Domingos Assmar
Eu
gostava muito de ouvir minha mãe falar da viagem que fizemos, de navio, do Acre
até Belém. Ela falava com um certo orgulho, com uma exatidão acalorada e até
com uma incontida emoção sobre aqueles
dias em que deslizamos suave
sobre o leito fúlgido do Amazonas, abrigados nas comodidades e confortos do
navio Domingos Assmar.
O
nome do navio nunca saiu da minha cabeça. Aqui e ali, quando me pego em uma
prosa sobre a diáspora desta pequena fatia dos sodreres acreanos, encontro o
nome Domingos Assmar na memória.
Por
aqueles dias eu era um bebê batendo em retirada de um sonho ocidental. Tudo
para mim, na viagem, era muito extravagante, extraordinário. Para quem tinha
acompanhado a irmã caçula, um anjinho que não suportou as dores do mundo, ser
acomodada numa caixa de sapatos e ser enterrada ao pé de uma seringueira, aquele
mundo de luzes piscando lá embaixo, na cidade de Rio Branco, sim, aquilo sim é
que era uma grande fantasia, um iluminado absurdo. A cidade era uma pretensão
luxuriante, um irresistível desafio.
No
pernoite na capital do Acre, mamãe nos alertava que se não nos comportássemos,
não íamos ver televisão, quando chegássemos a Belém. Um ralho atemporal,
futurista para quem sequer sabia o que vinha a ser televisão. Para quem a
planura do mundo se alastrava sem fim pelas ondas curtas e certeiras do rádio.
Nada mais que isso.
Não
mais que pequenas sensações, raras sonoridades embarcaram comigo no porto de
Rio Branco e se esconderam inertes num acanhado camarote do Domingos Assmar,
por aqueles dias.
Foi
uma viagem longa.
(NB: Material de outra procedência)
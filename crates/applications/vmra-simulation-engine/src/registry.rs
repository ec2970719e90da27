//! VM registry
//!
//! Insertion order is the round-robin cycle order.

use vmra_core::VmId;

use crate::types::{VirtualMachine, VmSpec};

/// The set of VMs participating in the current session
#[derive(Debug, Clone)]
pub struct VmRegistry {
    vms: Vec<VirtualMachine>,
    next_id: VmId,
}

impl VmRegistry {
    pub fn new() -> Self {
        VmRegistry {
            vms: Vec::new(),
            next_id: 1,
        }
    }

    /// Add a VM, assigning the next id
    pub fn add(&mut self, spec: VmSpec, workload_units: u32) -> &VirtualMachine {
        let id = self.next_id;
        self.next_id += 1;

        self.vms.push(VirtualMachine::new(id, spec, workload_units));
        &self.vms[self.vms.len() - 1]
    }

    /// Remove every VM and restart id assignment
    pub fn reset(&mut self) {
        self.vms.clear();
        self.next_id = 1;
    }

    pub fn all(&self) -> &[VirtualMachine] {
        &self.vms
    }

    pub fn iter_mut(&mut self) -> impl Iterator<Item = &mut VirtualMachine> {
        self.vms.iter_mut()
    }

    pub fn ids(&self) -> Vec<VmId> {
        self.vms.iter().map(|vm| vm.id).collect()
    }

    pub fn get(&self, id: VmId) -> Option<&VirtualMachine> {
        self.vms.iter().find(|vm| vm.id == id)
    }

    pub fn get_mut(&mut self, id: VmId) -> Option<&mut VirtualMachine> {
        self.vms.iter_mut().find(|vm| vm.id == id)
    }

    pub fn len(&self) -> usize {
        self.vms.len()
    }

    pub fn is_empty(&self) -> bool {
        self.vms.is_empty()
    }

    /// True if every VM has drained its workload
    pub fn all_drained(&self) -> bool {
        self.vms.iter().all(VirtualMachine::is_drained)
    }
}

impl Default for VmRegistry {
    fn default() -> Self {
        Self::new()
    }
}
//! Usage forecasting
//!
//! Fits an ordinary least-squares line to each VM's usage history (counter
//! against sample index) and extrapolates one sample ahead.

use std::collections::HashMap;

use serde::{Deserialize, Serialize};
use vmra_core::{Prediction, VmId};

use crate::registry::VmRegistry;
use crate::types::VirtualMachine;

/// One observation of a VM's counters
#[derive(Debug, Clone, Copy, PartialEq, Serialize, Deserialize)]
pub struct UsageSample {
    pub cpu: f64,
    pub memory: f64,
}

impl From<&VirtualMachine> for UsageSample {
    fn from(vm: &VirtualMachine) -> Self {
        UsageSample {
            cpu: vm.cpu_usage as f64,
            memory: vm.memory_usage as f64,
        }
    }
}

/// Per-VM usage history
#[derive(Debug, Clone, Default)]
pub struct UsageHistory {
    samples: HashMap<VmId, Vec<UsageSample>>,
}

impl UsageHistory {
    pub fn new() -> Self {
        Self::default()
    }

    pub fn observe(&mut self, vm: &VirtualMachine) {
        self.samples.entry(vm.id).or_default().push(UsageSample::from(vm));
    }

    pub fn clear(&mut self) {
        self.samples.clear();
    }

    /// Forecast the next sample for every VM with history, in registry order
    pub fn predict(&self, registry: &VmRegistry) -> Vec<Prediction> {
        registry
            .all()
            .iter()
            .filter_map(|vm| {
                let samples = self.samples.get(&vm.id)?;
                let cpu: Vec<f64> = samples.iter().map(|s| s.cpu).collect();
                let memory: Vec<f64> = samples.iter().map(|s| s.memory).collect();

                Some(Prediction {
                    vm_id: vm.id,
                    predicted_cpu: round2(extrapolate(&cpu)?.max(0.0)),
                    predicted_memory: round2(extrapolate(&memory)?.max(0.0)),
                })
            })
            .collect()
    }
}

/// Least-squares fit of `ys` against `0..n`, evaluated at `n`
fn extrapolate(ys: &[f64]) -> Option<f64> {
    let n = ys.len();
    if n == 0 {
        return None;
    }

    let n_f = n as f64;
    let x_mean = (n_f - 1.0) / 2.0;
    let y_mean = ys.iter().sum::<f64>() / n_f;

    let (covariance, variance) = ys.iter().enumerate().fold((0.0, 0.0), |(cov, var), (x, y)| {
        let dx = x as f64 - x_mean;
        (cov + dx * (y - y_mean), var + dx * dx)
    });

    // A single sample has no slope
    let slope = if variance == 0.0 { 0.0 } else { covariance / variance };
    Some(y_mean + slope * (n_f - x_mean))
}

fn round2(value: f64) -> f64 {
    (value * 100.0).round() / 100.0
}
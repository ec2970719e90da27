//! VMRA Simulation Engine CLI
//!
//! Runs the round-robin simulator locally and talks to the VMRA backend.
//!
//! ```bash
//! # Simulate four random VMs, one tick per second
//! vmra-sim run --vms 4
//!
//! # Explicit fleet, unpaced, timeline written to JSON
//! vmra-sim run --vm 20:2048 --vm 35:1024 --tick-ms 0 --output run.json
//!
//! # Backend calls
//! vmra-sim summary
//! vmra-sim allocate --vm-id 1 --cpu 30 --memory 2048
//! ```

use anyhow::Context;
use clap::{Parser, Subcommand};
use rand::SeedableRng;
use rand::rngs::StdRng;
use serde::Serialize;
use std::sync::Arc;
use std::time::Duration;
use tracing::{debug, info, warn};
use tracing_subscriber::{layer::SubscriberExt, util::SubscriberInitExt};

use vmra_core::{AllocationRequest, FleetBackend};
use vmra_simulation_engine::{
    driver::shared, render, Driver, HttpBackend, RunReport, Session, SimConfig, SimError,
    TaskInterval, VmSpec, DEFAULT_BACKEND_URL,
};

#[derive(Parser)]
#[command(name = "vmra-sim")]
#[command(about = "Simulate round-robin task scheduling across a VM fleet", long_about = None)]
struct Cli {
    /// Backend API endpoint
    #[arg(long, global = true, env = "VMRA_BACKEND", default_value = DEFAULT_BACKEND_URL)]
    backend: String,

    #[command(subcommand)]
    command: Commands,
}

#[derive(Subcommand)]
enum Commands {
    /// Run a local simulation to completion
    Run {
        /// JSON config file (missing fields use defaults)
        #[arg(short, long)]
        config: Option<String>,

        /// Number of random VMs to admit
        #[arg(long, default_value_t = 3)]
        vms: usize,

        /// Explicit VM as CPU:MEMORY (repeatable, replaces --vms)
        #[arg(long = "vm")]
        specs: Vec<VmSpec>,

        /// Task-units per VM
        #[arg(long)]
        workload: Option<u32>,

        /// Wall-clock milliseconds between ticks (0 = unpaced)
        #[arg(long)]
        tick_ms: Option<u64>,

        /// Seed for random VM generation
        #[arg(long)]
        seed: Option<u64>,

        /// Also send POST /schedule to the backend (fire-and-forget)
        #[arg(long)]
        notify_backend: bool,

        /// Output JSON file path (optional)
        #[arg(short, long)]
        output: Option<String>,
    },

    /// List VMs known to the backend
    Vms,

    /// Show the backend's fleet summary
    Summary,

    /// Show the backend's usage forecast
    Predict,

    /// Request new CPU/memory for a backend VM (default: +10 CPU, +512 MB)
    Allocate {
        #[arg(long)]
        vm_id: u64,

        #[arg(long)]
        cpu: Option<u32>,

        #[arg(long)]
        memory: Option<u64>,
    },

    /// Trigger a server-side scheduling pass
    Schedule,
}

/// JSON written by `run --output`
#[derive(Serialize)]
struct RunOutput<'a> {
    report: &'a RunReport,
    timeline: &'a [TaskInterval],
}

#[tokio::main]
async fn main() -> anyhow::Result<()> {
    // Initialize logging
    tracing_subscriber::registry()
        .with(
            tracing_subscriber::EnvFilter::try_from_default_env()
                .unwrap_or_else(|_| "vmra_simulation_engine=info,vmra_sim=info,info".into()),
        )
        .with(tracing_subscriber::fmt::layer())
        .init();

    let cli = Cli::parse();

    match cli.command {
        Commands::Run {
            config,
            vms,
            specs,
            workload,
            tick_ms,
            seed,
            notify_backend,
            output,
        } => {
            let mut sim_config = match config {
                Some(path) => SimConfig::from_file(&path)
                    .with_context(|| format!("Failed to load config from {}", path))?,
                None => SimConfig::default(),
            };
            if let Some(units) = workload {
                sim_config = sim_config.with_workload_units(units);
            }
            if let Some(ms) = tick_ms {
                sim_config = sim_config.with_tick_interval_ms(ms);
            }

            let backend = if notify_backend {
                Some(Arc::new(HttpBackend::new(&cli.backend)?) as Arc<dyn FleetBackend>)
            } else {
                None
            };
            run_simulation(sim_config, vms, specs, seed, backend, output).await?;
        }
        Commands::Vms => {
            let backend = HttpBackend::new(&cli.backend)?;
            let vms = backend.list_vms().await?;
            print!("{}", render::vm_table(&vms));
        }
        Commands::Summary => {
            let backend = HttpBackend::new(&cli.backend)?;
            let summary = backend.summary().await?;
            print!("{}", render::summary(&summary));
        }
        Commands::Predict => {
            let backend = HttpBackend::new(&cli.backend)?;
            let predictions = backend.predict().await?;
            print!("{}", render::predictions(&predictions));
        }
        Commands::Allocate { vm_id, cpu, memory } => {
            let backend = HttpBackend::new(&cli.backend)?;
            let request = match (cpu, memory) {
                (Some(cpu), Some(memory)) => AllocationRequest::new(vm_id, cpu, memory),
                _ => {
                    let vms = backend.list_vms().await?;
                    let vm = vms
                        .iter()
                        .find(|vm| vm.id == vm_id)
                        .with_context(|| format!("VM {} not found", vm_id))?;
                    let top_up = AllocationRequest::top_up(vm);
                    AllocationRequest::new(
                        vm_id,
                        cpu.unwrap_or(top_up.cpu),
                        memory.unwrap_or(top_up.memory),
                    )
                }
            };
            let response = backend.allocate(&request).await?;
            println!("{}", response.message);
            print!("{}", render::vm_table(&[response.vm]));
        }
        Commands::Schedule => {
            let backend = HttpBackend::new(&cli.backend)?;
            let ack = backend.schedule().await?;
            println!("{} (time slice: {}s)", ack.message, ack.time_slice);
        }
    }

    Ok(())
}

async fn run_simulation(
    config: SimConfig,
    vms: usize,
    specs: Vec<VmSpec>,
    seed: Option<u64>,
    backend: Option<Arc<dyn FleetBackend>>,
    output: Option<String>,
) -> anyhow::Result<()> {
    let cadence = Duration::from_millis(config.tick_interval_ms);
    let mut session = Session::new(config)?;

    if specs.is_empty() {
        let mut rng = match seed {
            Some(seed) => StdRng::seed_from_u64(seed),
            None => StdRng::from_entropy(),
        };
        for _ in 0..vms {
            match session.add_random_vm(&mut rng) {
                Ok(vm) => debug!(vm_id = vm.id, "Added random VM"),
                Err(e @ SimError::CapacityExceeded { .. }) => {
                    warn!("Cannot add more VMs: {}", e);
                    break;
                }
                Err(e) => return Err(e.into()),
            }
        }
    } else {
        for spec in specs {
            if let Err(e) = session.add_vm(spec) {
                warn!("Rejected VM {}:{}: {}", spec.cpu_usage, spec.memory_usage, e);
            }
        }
    }

    print!("{}", render::summary(&session.summary()));
    print!("{}", render::vm_table(&session.fleet_snapshot()));
    println!();

    let mut driver = Driver::new(cadence);
    if let Some(backend) = backend {
        driver = driver.with_backend(backend);
    }

    info!("Applying round-robin scheduling");
    let session = shared(session);
    let report = driver
        .run_with(session.clone(), |tick, _| {
            if let Some(interval) = &tick.interval {
                info!(
                    "Tick {}: {} on VM{} [{}..{}]",
                    tick.index,
                    interval.label(),
                    interval.vm_id,
                    interval.start_time,
                    interval.end_time
                );
            }
        })
        .await?;

    let guard = session.lock().await;
    println!();
    print!("{}", render::vm_table(&guard.fleet_snapshot()));
    println!();
    println!("Task Gantt Chart");
    print!("{}", render::gantt(guard.recorder(), render::GANTT_WIDTH));
    println!();
    print!("{}", render::predictions(&guard.predict()));

    if let Some(path) = output {
        let json = serde_json::to_string_pretty(&RunOutput {
            report: &report,
            timeline: guard.timeline(),
        })?;
        std::fs::write(&path, json).with_context(|| format!("Failed to write {}", path))?;
        info!("Results saved to {}", path);
    }

    println!(
        "\nSimulation complete: {} ticks, {} task-units over {} VMs",
        report.ticks, report.intervals, report.vm_count
    );
    Ok(())
}
//! VMRA Core - Shared types and traits
//!
//! This crate defines the abstractions shared by:
//! - vmra-simulation-engine (local round-robin simulator)
//! - backend clients talking to the VMRA REST service
//!
//! Key types:
//! - FleetBackend trait (interface for the resource backend)
//! - VM snapshots, fleet summaries and forecasts
//! - Error types

pub mod types;
pub mod traits;
pub mod error;

pub use types::*;
pub use traits::*;
pub use error::*;
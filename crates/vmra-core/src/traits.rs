//! Core traits for VMRA
//!
//! The FleetBackend trait is the REST surface of the resource backend. The
//! simulator never depends on a concrete client, only on this interface.

use async_trait::async_trait;

use crate::error::BackendError;
use crate::types::*;

/// Result type for backend operations
pub type Result<T> = std::result::Result<T, BackendError>;

/// Resource backend collaborator.
#[async_trait]
pub trait FleetBackend: Send + Sync {
    /// `GET /vms`
    async fn list_vms(&self) -> Result<Vec<VmSnapshot>>;

    /// `GET /summary`
    async fn summary(&self) -> Result<FleetSummary>;

    /// `GET /predict`
    async fn predict(&self) -> Result<Vec<Prediction>>;

    /// `POST /allocate`
    async fn allocate(&self, request: &AllocationRequest) -> Result<AllocationResponse>;

    /// `POST /schedule`
    async fn schedule(&self) -> Result<ScheduleAck>;
}
//! HTTP client for the VMRA backend
//!
//! Implements [`FleetBackend`] over the backend's REST surface. The
//! simulator treats every call as advisory: failures are reported to the
//! caller and never touch the local session.

use async_trait::async_trait;
use serde::de::DeserializeOwned;
use std::time::Duration;
use tracing::{debug, warn};
use vmra_core::{
    AllocationRequest, AllocationResponse, BackendError, ErrorBody, FleetBackend, FleetSummary,
    Prediction, ScheduleAck, VmSnapshot,
};

/// Default backend base URL
pub const DEFAULT_BACKEND_URL: &str = "http://localhost:5000";

/// Backend client
#[derive(Debug, Clone)]
pub struct HttpBackend {
    /// Base URL for the backend API
    base_url: String,

    /// HTTP client
    client: reqwest::Client,
}

impl HttpBackend {
    /// Create a new backend client with a 5 second request timeout
    pub fn new(base_url: impl Into<String>) -> Result<Self, BackendError> {
        Self::with_timeout(base_url, Duration::from_secs(5))
    }

    pub fn with_timeout(base_url: impl Into<String>, timeout: Duration) -> Result<Self, BackendError> {
        let client = reqwest::Client::builder()
            .timeout(timeout)
            .build()
            .map_err(network)?;

        Ok(Self {
            base_url: base_url.into().trim_end_matches('/').to_string(),
            client,
        })
    }

    pub fn base_url(&self) -> &str {
        &self.base_url
    }

    fn url(&self, path: &str) -> String {
        format!("{}{}", self.base_url, path)
    }

    async fn get<T: DeserializeOwned>(&self, path: &str) -> Result<T, BackendError> {
        let url = self.url(path);
        debug!("GET {}", url);

        let response = self.client.get(&url).send().await.map_err(network)?;
        decode(response).await
    }

    async fn post<T: DeserializeOwned>(
        &self,
        path: &str,
        body: Option<&AllocationRequest>,
    ) -> Result<T, BackendError> {
        let url = self.url(path);
        debug!("POST {}", url);

        let request = self.client.post(&url);
        let request = match body {
            Some(body) => request.json(body),
            None => request,
        };
        let response = request.send().await.map_err(network)?;
        decode(response).await
    }
}

#[async_trait]
impl FleetBackend for HttpBackend {
    async fn list_vms(&self) -> Result<Vec<VmSnapshot>, BackendError> {
        self.get("/vms").await
    }

    async fn summary(&self) -> Result<FleetSummary, BackendError> {
        self.get("/summary").await
    }

    async fn predict(&self) -> Result<Vec<Prediction>, BackendError> {
        self.get("/predict").await
    }

    async fn allocate(&self, request: &AllocationRequest) -> Result<AllocationResponse, BackendError> {
        self.post("/allocate", Some(request)).await
    }

    async fn schedule(&self) -> Result<ScheduleAck, BackendError> {
        self.post("/schedule", None).await
    }
}

fn network(err: reqwest::Error) -> BackendError {
    BackendError::Network(err.to_string())
}

async fn decode<T: DeserializeOwned>(response: reqwest::Response) -> Result<T, BackendError> {
    let status = response.status();
    let bytes = response.bytes().await.map_err(network)?;

    if !status.is_success() {
        let message = serde_json::from_slice::<ErrorBody>(&bytes)
            .map(|body| body.error)
            .unwrap_or_else(|_| String::from_utf8_lossy(&bytes).into_owned());
        warn!(status = status.as_u16(), "Backend request failed: {}", message);
        return Err(BackendError::from_status(status.as_u16(), message));
    }

    serde_json::from_slice(&bytes).map_err(|e| BackendError::Decode(e.to_string()))
}
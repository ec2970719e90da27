//! Types shared between the simulator and the VMRA backend

use serde::{Deserialize, Serialize};

/// Unique identifier for a virtual machine
pub type VmId = u64;

/// VM lifecycle status
#[derive(Debug, Clone, Copy, PartialEq, Eq, Hash, Serialize, Deserialize, Default)]
pub enum VmStatus {
    #[default]
    Scheduled,
    Running,
    Completed,
}

impl std::fmt::Display for VmStatus {
    fn fmt(&self, f: &mut std::fmt::Formatter<'_>) -> std::fmt::Result {
        match self {
            VmStatus::Scheduled => write!(f, "Scheduled"),
            VmStatus::Running => write!(f, "Running"),
            VmStatus::Completed => write!(f, "Completed"),
        }
    }
}

/// Point-in-time view of a VM, as displayed in the fleet table
#[derive(Debug, Clone, PartialEq, Serialize, Deserialize)]
pub struct VmSnapshot {
    pub id: VmId,
    pub name: String,
    pub cpu_usage: u32,
    pub memory_usage: u64,
    pub status: VmStatus,

    // The backend does not track workloads; absent means nothing scheduled yet
    #[serde(default, alias = "remainingTasks")]
    pub remaining_task_units: u32,
}

/// Aggregate fleet usage (`GET /summary`)
#[derive(Debug, Clone, Copy, Default, PartialEq, Eq, Serialize, Deserialize)]
pub struct FleetSummary {
    #[serde(default)]
    pub total_cpu_usage: u32,
    #[serde(default)]
    pub total_memory_usage: u64,
    #[serde(default)]
    pub vm_count: usize,
}

/// Forecasted usage for one VM (`GET /predict`)
#[derive(Debug, Clone, PartialEq, Serialize, Deserialize)]
pub struct Prediction {
    pub vm_id: VmId,
    pub predicted_cpu: f64,
    pub predicted_memory: f64,
}

/// Body of `POST /allocate`
#[derive(Debug, Clone, PartialEq, Serialize, Deserialize)]
pub struct AllocationRequest {
    pub vm_id: VmId,
    pub cpu: u32,
    pub memory: u64,
}

impl AllocationRequest {
    pub fn new(vm_id: VmId, cpu: u32, memory: u64) -> Self {
        Self { vm_id, cpu, memory }
    }

    /// Top-up request used by the fleet table (+10 CPU, +512 MB)
    pub fn top_up(vm: &VmSnapshot) -> Self {
        Self {
            vm_id: vm.id,
            cpu: vm.cpu_usage.saturating_add(10),
            memory: vm.memory_usage.saturating_add(512),
        }
    }
}

/// Successful `POST /allocate` response
#[derive(Debug, Clone, PartialEq, Serialize, Deserialize)]
pub struct AllocationResponse {
    pub message: String,
    pub vm: VmSnapshot,
}

/// Successful `POST /schedule` response
#[derive(Debug, Clone, PartialEq, Serialize, Deserialize)]
pub struct ScheduleAck {
    pub message: String,
    /// Server-side time slice in seconds
    pub time_slice: u64,
    #[serde(default)]
    pub vms: Vec<VmSnapshot>,
}

/// Error body returned by the backend on non-2xx responses
#[derive(Debug, Clone, PartialEq, Serialize, Deserialize)]
pub struct ErrorBody {
    pub error: String,
}
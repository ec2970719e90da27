//! Paced run driver
//!
//! Drives a [`Session`] to completion with a wall-clock ticker. The session
//! sits behind a mutex and every tick runs with the lock held, so anyone
//! reading between ticks sees a fully applied state. The ticker is dropped
//! exactly once, when the fleet drains.

use std::sync::Arc;
use std::time::Duration;

use chrono::{DateTime, Utc};
use serde::{Deserialize, Serialize};
use tokio::sync::Mutex;
use tokio::time::{interval, MissedTickBehavior};
use tracing::{debug, info, warn};
use vmra_core::FleetBackend;

use crate::controller::Session;
use crate::dispatcher::Tick;
use crate::error::Result;
use crate::types::SimTime;

/// Session shared between the driver and readers
pub type SharedSession = Arc<Mutex<Session>>;

/// Wrap a session for use with the [`Driver`]
pub fn shared(session: Session) -> SharedSession {
    Arc::new(Mutex::new(session))
}

/// Summary of one driven run
#[derive(Debug, Clone, Serialize, Deserialize)]
pub struct RunReport {
    pub ticks: u64,
    pub intervals: usize,
    pub vm_count: usize,
    pub sim_start: SimTime,
    pub sim_end: SimTime,
    pub started_at: DateTime<Utc>,
    pub finished_at: DateTime<Utc>,
}

/// Drives runs at a fixed cadence
pub struct Driver {
    cadence: Duration,
    backend: Option<Arc<dyn FleetBackend>>,
}

impl Driver {
    pub fn new(cadence: Duration) -> Self {
        Self {
            cadence,
            backend: None,
        }
    }

    /// Notify a backend with `POST /schedule` when each run starts
    pub fn with_backend(mut self, backend: Arc<dyn FleetBackend>) -> Self {
        self.backend = Some(backend);
        self
    }

    /// Start a run and tick it to completion
    pub async fn run(&self, session: SharedSession) -> Result<RunReport> {
        self.run_with(session, |_, _| {}).await
    }

    /// Like [`run`](Self::run), calling `observe` after every tick with the
    /// lock still held
    pub async fn run_with<F>(&self, session: SharedSession, mut observe: F) -> Result<RunReport>
    where
        F: FnMut(&Tick, &Session),
    {
        let (sim_start, intervals_before, vm_count) = {
            let mut guard = session.lock().await;
            guard.start_run()?;
            (guard.clock(), guard.timeline().len(), guard.summary().vm_count)
        };
        let started_at = Utc::now();
        self.notify_backend();

        let mut ticker = (!self.cadence.is_zero()).then(|| {
            let mut ticker = interval(self.cadence);
            ticker.set_missed_tick_behavior(MissedTickBehavior::Delay);
            ticker
        });
        if let Some(ticker) = ticker.as_mut() {
            // The first tick of a tokio interval fires immediately
            ticker.tick().await;
        }

        loop {
            match ticker.as_mut() {
                Some(ticker) => {
                    ticker.tick().await;
                }
                None => tokio::task::yield_now().await,
            }

            let mut guard = session.lock().await;
            let tick = guard.advance()?;
            observe(&tick, &*guard);

            if tick.fleet_complete {
                let report = RunReport {
                    ticks: tick.index,
                    intervals: guard.timeline().len() - intervals_before,
                    vm_count,
                    sim_start,
                    sim_end: guard.clock(),
                    started_at,
                    finished_at: Utc::now(),
                };
                info!(ticks = report.ticks, intervals = report.intervals, "Driver finished");
                return Ok(report);
            }
        }
    }

    /// Fire-and-forget `POST /schedule`; the local session stays authoritative
    fn notify_backend(&self) {
        let Some(backend) = self.backend.clone() else {
            return;
        };

        tokio::spawn(async move {
            match backend.schedule().await {
                Ok(ack) => debug!(time_slice = ack.time_slice, "Backend acknowledged schedule: {}", ack.message),
                Err(e) => warn!("Backend schedule call failed: {}", e),
            }
        });
    }
}

#[cfg(test)]
mod tests {
    use super::*;
    use crate::config::SimConfig;
    use crate::error::SimError;
    use crate::types::VmSpec;
    use async_trait::async_trait;
    use tokio::sync::mpsc;
    use vmra_core::{
        AllocationRequest, AllocationResponse, BackendError, FleetSummary, Prediction,
        ScheduleAck, VmSnapshot, VmStatus,
    };

    /// Backend whose schedule call always fails, reporting each attempt
    struct FailingBackend {
        calls: mpsc::UnboundedSender<()>,
    }

    #[async_trait]
    impl FleetBackend for FailingBackend {
        async fn list_vms(&self) -> vmra_core::Result<Vec<VmSnapshot>> {
            Ok(Vec::new())
        }

        async fn summary(&self) -> vmra_core::Result<FleetSummary> {
            Ok(FleetSummary::default())
        }

        async fn predict(&self) -> vmra_core::Result<Vec<Prediction>> {
            Ok(Vec::new())
        }

        async fn allocate(&self, request: &AllocationRequest) -> vmra_core::Result<AllocationResponse> {
            Err(BackendError::NotFound(request.vm_id.to_string()))
        }

        async fn schedule(&self) -> vmra_core::Result<ScheduleAck> {
            let _ = self.calls.send(());
            Err(BackendError::Network("connection refused".to_string()))
        }
    }

    fn fleet(workload: u32, vms: usize) -> SharedSession {
        let mut session = Session::new(SimConfig::default().with_workload_units(workload)).unwrap();
        for _ in 0..vms {
            session.add_vm(VmSpec::new(10, 1024)).unwrap();
        }
        shared(session)
    }

    #[tokio::test]
    async fn test_drive_to_completion() {
        let session = fleet(3, 2);
        let report = Driver::new(Duration::from_millis(1)).run(session.clone()).await.unwrap();

        assert_eq!(report.ticks, 6);
        assert_eq!(report.intervals, 6);
        assert_eq!(report.vm_count, 2);
        assert_eq!((report.sim_start, report.sim_end), (0, 6));
        assert!(report.finished_at >= report.started_at);

        let guard = session.lock().await;
        assert!(guard.can_restart());
        assert!(guard.fleet_snapshot().iter().all(|vm| vm.status == VmStatus::Completed));
    }

    #[tokio::test]
    async fn test_zero_cadence_runs_unpaced() {
        let session = fleet(5, 3);
        let report = Driver::new(Duration::ZERO).run(session).await.unwrap();
        assert_eq!(report.intervals, 15);
    }

    #[tokio::test]
    async fn test_drive_empty_fleet() {
        let session = fleet(5, 0);
        let result = Driver::new(Duration::from_millis(1)).run(session).await;
        assert!(matches!(result, Err(SimError::EmptyFleet)));
    }

    #[tokio::test]
    async fn test_observer_sees_consistent_state() {
        let session = fleet(2, 2);
        let mut observed = Vec::new();

        Driver::new(Duration::ZERO)
            .run_with(session, |tick, session| {
                let summary = session.summary();
                let cpu: u32 = session.fleet_snapshot().iter().map(|vm| vm.cpu_usage).sum();
                assert_eq!(summary.total_cpu_usage, cpu);
                observed.push(tick.visited);
            })
            .await
            .unwrap();

        assert_eq!(observed, vec![1, 2, 1, 2]);
    }

    #[tokio::test]
    async fn test_concurrent_reader_between_ticks() {
        let session = fleet(4, 2);
        let reader_session = session.clone();

        let reader = tokio::spawn(async move {
            for _ in 0..20 {
                {
                    let guard = reader_session.lock().await;
                    for vm in guard.fleet_snapshot() {
                        if vm.remaining_task_units == 0 && vm.status == VmStatus::Completed {
                            assert_eq!((vm.cpu_usage, vm.memory_usage), (0, 0));
                        }
                    }
                }
                tokio::time::sleep(Duration::from_millis(1)).await;
            }
        });

        Driver::new(Duration::from_millis(1)).run(session).await.unwrap();
        reader.await.unwrap();
    }

    #[tokio::test]
    async fn test_backend_failure_does_not_block_run() {
        let (tx, mut rx) = mpsc::unbounded_channel();
        let backend = Arc::new(FailingBackend { calls: tx });
        let session = fleet(1, 1);

        let report = Driver::new(Duration::ZERO)
            .with_backend(backend)
            .run(session.clone())
            .await
            .unwrap();
        assert_eq!(report.intervals, 1);

        tokio::time::timeout(Duration::from_secs(1), rx.recv())
            .await
            .unwrap()
            .unwrap();
        assert!(session.lock().await.can_restart());
    }
}
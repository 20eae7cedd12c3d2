use rust_decimal::{Decimal, RoundingStrategy};

/// Round a monetary amount to 2 fractional digits, half-up.
///
/// All amounts in the system are positive, so midpoint-away-from-zero
/// matches the half-up convention used for totals and discounts.
pub fn round_money(amount: Decimal) -> Decimal {
    amount.round_dp_with_strategy(2, RoundingStrategy::MidpointAwayFromZero)
}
Quando a gente é criança, nos subordinamos a uma escala
distorcida de tempo e espaço: o tampo de uma mesa é inalcançável, o nosso pai é
um grandalhão, passamos dois por uma mesma porta. Um dia parece dois. Um rio,
mar. E eu achei, durante algum tempo, que aquela viagem havia demorado uns
oito, nove meses, um ano...
Mas
a gente vai crescendo (no meu caso até o limite de metro e meio, observo). As
dimensões vão se ajustando e a gente já bate aqui, ó, além do ombro do pai, e
percebe que o pai nem é tão alto assim. Dias e noites são bem mais definidos e
as coisas passam a estar ao alcance das mãos (nem todas, constatamos indignados.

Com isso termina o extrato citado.